Abstract

Introduction: Trastuzumab (TRZ) has been broadly used as a chemotherapeutic agent for the treatment of advanced human epidermal growth factor receptor type 2-expressing malignancies. However, cardiotoxicity exacerbated by TRA has become an adverse clinical manifestation of oncologic treatment. Although cardioprotective outcomes of a mitochondrial division inhibitor (Mdivi-1) have been demonstrated for a wide range of cardiovascular pathologies, the anti-cardiotoxic effects of Mdivi-1 against TRZ are unknown. Hypothesis: Treatment with Mdivi-1 rescues cardiac mitochondrial dysfunction, resulting in improved left ventricular (LV) function in rats with TRZ-induced cardiotoxicity.
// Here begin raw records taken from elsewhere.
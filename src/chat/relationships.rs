use std::collections::HashSet;

use super::ChatService;
use crate::error::{ChatError, ChatResult};
use crate::events::ChangeEvent;
use crate::models::*;
use crate::store::StoreError;

impl ChatService {
    /// Record a pending friend edge `from -> to`.
    /// A second request while one is pending or already accepted is a Conflict.
    pub fn send_friend_request(&self, from: &str, to: &str) -> ChatResult<Relationship> {
        if from == to {
            return Err(ChatError::invalid("Cannot send a friend request to yourself"));
        }
        self.require_user(to)?;

        let edge = self.store.create_friend_request(from, to)?;

        log::info!("Friend request {} from {} to {}", edge.id, from, to);
        self.publish(ChangeEvent::Relationships {
            users: vec![from.to_string(), to.to_string()],
        });
        Ok(edge)
    }

    /// Accept or reject a pending request addressed to `caller`.
    /// Accepting also establishes the reciprocal edge in the same transaction.
    pub fn respond_to_friend_request(&self, caller: &str, edge_id: &str, accept: bool) -> ChatResult<()> {
        let not_found = || ChatError::not_found("Friend request not found");

        let edge = match self.store.get_relationship(edge_id) {
            Ok(edge) => edge,
            Err(StoreError::NotFound(_)) => return Err(not_found()),
            Err(e) => return Err(e.into()),
        };
        if edge.kind != RelationshipKind::Friend || edge.target_user_id != caller {
            log::debug!("User {} cannot respond to relationship {}", caller, edge_id);
            return Err(not_found());
        }
        if edge.status != RelationshipStatus::Pending {
            return Err(ChatError::conflict("Friend request already answered"));
        }

        if accept {
            self.store.accept_friend_request(edge_id)?;
            log::info!("User {} accepted friend request from {}", caller, edge.user_id);
        } else {
            self.store.reject_friend_request(edge_id)?;
            log::info!("User {} rejected friend request from {}", caller, edge.user_id);
        }

        self.publish(ChangeEvent::Relationships {
            users: vec![edge.user_id, edge.target_user_id],
        });
        Ok(())
    }

    /// Replace whatever `from` had towards `to` with a block. The reverse edge is kept.
    pub fn block_user(&self, from: &str, to: &str) -> ChatResult<Relationship> {
        if from == to {
            return Err(ChatError::invalid("Cannot block yourself"));
        }
        self.require_user(to)?;

        let block = self.store.replace_with_block(from, to)?;

        log::info!("User {} blocked {}", from, to);
        self.publish(ChangeEvent::Relationships {
            users: vec![from.to_string(), to.to_string()],
        });
        Ok(block)
    }

    /// Users `user_id` holds an accepted friend edge towards
    pub fn list_friends(&self, user_id: &str) -> ChatResult<Vec<UserSummary>> {
        let edges = self.store.list_outgoing(
            user_id,
            RelationshipKind::Friend,
            RelationshipStatus::Accepted,
        )?;

        let mut seen = HashSet::new();
        let ids: Vec<&str> = edges
            .iter()
            .map(|e| e.target_user_id.as_str())
            .filter(|id| seen.insert(*id))
            .collect();
        self.summarize_ids(ids)
    }

    /// Pending friend requests addressed to `user_id`, oldest first
    pub fn list_pending_incoming(&self, user_id: &str) -> ChatResult<Vec<PendingRequest>> {
        let edges = self.store.list_incoming(
            user_id,
            RelationshipKind::Friend,
            RelationshipStatus::Pending,
        )?;

        let mut requests = Vec::with_capacity(edges.len());
        for edge in edges {
            let Some(sender) = self.store.find_user(&edge.user_id)? else {
                continue;
            };
            requests.push(PendingRequest {
                id: edge.id,
                user: self.summarize(&sender)?,
                created_at: edge.created_at,
            });
        }
        Ok(requests)
    }
}

#[cfg(test)]
mod tests {
    use super::super::test_support::*;
    use super::*;

    #[test]
    fn test_duplicate_request_is_conflict() {
        let chat = service();
        let a = user(&chat, "A");
        let b = user(&chat, "B");
        chat.send_friend_request(&a.id, &b.id).unwrap();
        assert!(matches!(
            chat.send_friend_request(&a.id, &b.id),
            Err(ChatError::Conflict(_))
        ));
    }

    #[test]
    fn test_request_after_rejection_is_allowed() {
        let chat = service();
        let a = user(&chat, "A");
        let b = user(&chat, "B");
        let edge = chat.send_friend_request(&a.id, &b.id).unwrap();
        chat.respond_to_friend_request(&b.id, &edge.id, false).unwrap();
        assert!(chat.send_friend_request(&a.id, &b.id).is_ok());
    }

    #[test]
    fn test_only_target_can_respond() {
        let chat = service();
        let a = user(&chat, "A");
        let b = user(&chat, "B");
        let edge = chat.send_friend_request(&a.id, &b.id).unwrap();
        assert!(matches!(
            chat.respond_to_friend_request(&a.id, &edge.id, true),
            Err(ChatError::NotFound(_))
        ));
        assert!(matches!(
            chat.respond_to_friend_request(&b.id, "missing", true),
            Err(ChatError::NotFound(_))
        ));
    }

    #[test]
    fn test_second_response_is_conflict() {
        let chat = service();
        let a = user(&chat, "A");
        let b = user(&chat, "B");
        let edge = chat.send_friend_request(&a.id, &b.id).unwrap();
        chat.respond_to_friend_request(&b.id, &edge.id, true).unwrap();
        assert!(matches!(
            chat.respond_to_friend_request(&b.id, &edge.id, false),
            Err(ChatError::Conflict(_))
        ));
    }

    #[test]
    fn test_list_friends_dedupes_targets() {
        let chat = service();
        let a = user(&chat, "A");
        let b = user(&chat, "B");
        befriend(&chat, &a, &b);
        // A stray second accepted edge must not duplicate B
        edge(
            chat.store(),
            &a.id,
            &b.id,
            RelationshipKind::Friend,
            RelationshipStatus::Accepted,
        );

        let friends = chat.list_friends(&a.id).unwrap();
        assert_eq!(friends.len(), 1);
        assert_eq!(friends[0].id, b.id);
    }

    #[test]
    fn test_self_targets_rejected() {
        let chat = service();
        let a = user(&chat, "A");
        assert!(matches!(
            chat.send_friend_request(&a.id, &a.id),
            Err(ChatError::InvalidArgument(_))
        ));
        assert!(matches!(chat.block_user(&a.id, &a.id), Err(ChatError::InvalidArgument(_))));
        assert!(matches!(chat.block_user(&a.id, "ghost"), Err(ChatError::NotFound(_))));
    }
}
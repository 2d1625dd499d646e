use super::ChatService;
use crate::error::{ChatError, ChatResult};
use crate::events::ChangeEvent;
use crate::models::*;

/// Maximum number of users returned by a search
pub const SEARCH_LIMIT: usize = 10;

impl ChatService {
    pub fn current_user(&self, user_id: &str) -> ChatResult<CurrentUser> {
        let user = self.require_user(user_id)?;
        let profile = self.store.get_profile(user_id)?;
        let (nickname, photo_ref) = match profile {
            Some(p) => (p.nickname, p.profile_photo_ref),
            None => (None, None),
        };
        Ok(CurrentUser {
            id: user.id,
            name: user.name,
            email: user.email,
            nickname,
            profile_photo_url: photo_ref.as_deref().map(|r| self.blobs.url_for(r)),
            profile_photo_ref: photo_ref,
        })
    }

    /// Patch the caller's profile, creating it on first use.
    /// Omitted fields keep their current value.
    pub fn update_profile(
        &self,
        user_id: &str,
        nickname: Option<&str>,
        profile_photo_ref: Option<&str>,
    ) -> ChatResult<CurrentUser> {
        let nickname = match nickname.map(str::trim) {
            Some("") => return Err(ChatError::invalid("Nickname cannot be empty")),
            other => other,
        };

        if let Some(photo) = profile_photo_ref {
            self.require_own_image(user_id, photo)?;
        }

        self.store.upsert_profile(user_id, nickname, profile_photo_ref)?;

        self.publish(ChangeEvent::Profile {
            user_id: user_id.to_string(),
        });
        self.current_user(user_id)
    }

    /// Users whose nickname equals `query` exactly, excluding the caller
    pub fn search_users(&self, caller: &str, query: &str) -> ChatResult<Vec<UserSummary>> {
        let query = query.trim();
        if query.is_empty() {
            return Ok(Vec::new());
        }

        let profiles = self
            .store
            .find_profiles_by_nickname(query, SEARCH_LIMIT as i64 + 1)?;
        let ids = profiles
            .iter()
            .map(|p| p.user_id.as_str())
            .filter(|id| *id != caller)
            .take(SEARCH_LIMIT);
        self.summarize_ids(ids)
    }
}

#[cfg(test)]
mod tests {
    use super::super::test_support::*;
    use super::*;
    use crate::blob::BlobStore;

    #[test]
    fn test_search_excludes_caller() {
        let chat = service();
        let a = user(&chat, "A");
        let b = user(&chat, "B");
        chat.update_profile(&a.id, Some("twin"), None).unwrap();
        chat.update_profile(&b.id, Some("twin"), None).unwrap();

        let found = chat.search_users(&a.id, "twin").unwrap();
        assert_eq!(found.len(), 1);
        assert_eq!(found[0].id, b.id);
        assert!(chat.search_users(&a.id, "twi").unwrap().is_empty());
        assert!(chat.search_users(&a.id, "").unwrap().is_empty());
    }

    #[test]
    fn test_profile_photo_must_be_uploaded_image() {
        let chat = service();
        let a = user(&chat, "A");
        assert!(matches!(
            chat.update_profile(&a.id, None, Some("missing")),
            Err(ChatError::NotFound(_))
        ));

        let ticket = chat.blobs.create_upload(&a.id).unwrap();
        let pdf = chat
            .blobs
            .complete_upload(&ticket.token, "application/pdf", vec![1])
            .unwrap();
        assert!(matches!(
            chat.update_profile(&a.id, None, Some(pdf.as_str())),
            Err(ChatError::InvalidArgument(_))
        ));

        let ticket = chat.blobs.create_upload(&a.id).unwrap();
        let png = chat
            .blobs
            .complete_upload(&ticket.token, "image/png", vec![1])
            .unwrap();
        let me = chat.update_profile(&a.id, None, Some(png.as_str())).unwrap();
        assert_eq!(me.profile_photo_ref.as_deref(), Some(png.as_str()));
        assert!(me.profile_photo_url.unwrap().ends_with(&png));
    }

    #[test]
    fn test_profile_photo_must_be_own_upload() {
        let chat = service();
        let a = user(&chat, "A");
        let b = user(&chat, "B");
        let ticket = chat.blobs.create_upload(&b.id).unwrap();
        let png = chat
            .blobs
            .complete_upload(&ticket.token, "image/png", vec![1])
            .unwrap();
        assert!(matches!(
            chat.update_profile(&a.id, None, Some(png.as_str())),
            Err(ChatError::Forbidden(_))
        ));
    }

    #[test]
    fn test_blank_nickname_rejected() {
        let chat = service();
        let a = user(&chat, "A");
        assert!(matches!(
            chat.update_profile(&a.id, Some("  "), None),
            Err(ChatError::InvalidArgument(_))
        ));
        assert!(chat.current_user(&a.id).unwrap().nickname.is_none());
    }
}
Methods: Male Wistar rats (n=18) were divided into either TRZ group (4 mg/kg/day for 7 days, I.P., n=12) or control group (CON, n=6). In the TRZ group, rats also received one of the following co-treatments: 1) vehicle (VEH, n=6) or 2) Mdivi-1 (MDV, 1.2 mg/kg/day, n=6) via I.P. injection for 7 days. LV ejection fraction (LVEF) and cardiac mitochondrial function were determined. Results: TRZ-treated rats had impaired cardiac mitochondrial function as shown by increased reactive oxygen species (ROS) production, mitochondrial depolarization (reduced red/green fluorescence intensity), and mitochondrial swelling (reduced absorbance intensity), leading to LV dysfunction (75% LVEF for TRZ vs. 88% LVEF for CON) (Fig. 1A-D). Mdivi-1 co-treatment attenuated cardiac mitochondrial dysfunction and LV dysfunction as evidenced by a decrease in ROS, mitochondrial depolarization, mitochondrial swelling, and increased LVEF (83%, 11% improvement from VEH group) (Fig. 1A-D). Conclusions: Mdivi-1 effectively protected the heart against TRZ-induced cardiotoxicity by attenuating mitochondrial and LV dysfunction, thus indicating that pharmacological inhibition of mitochondrial fission could be a novel anti-cardiotoxicity in TRZ-induced cardiotoxicity.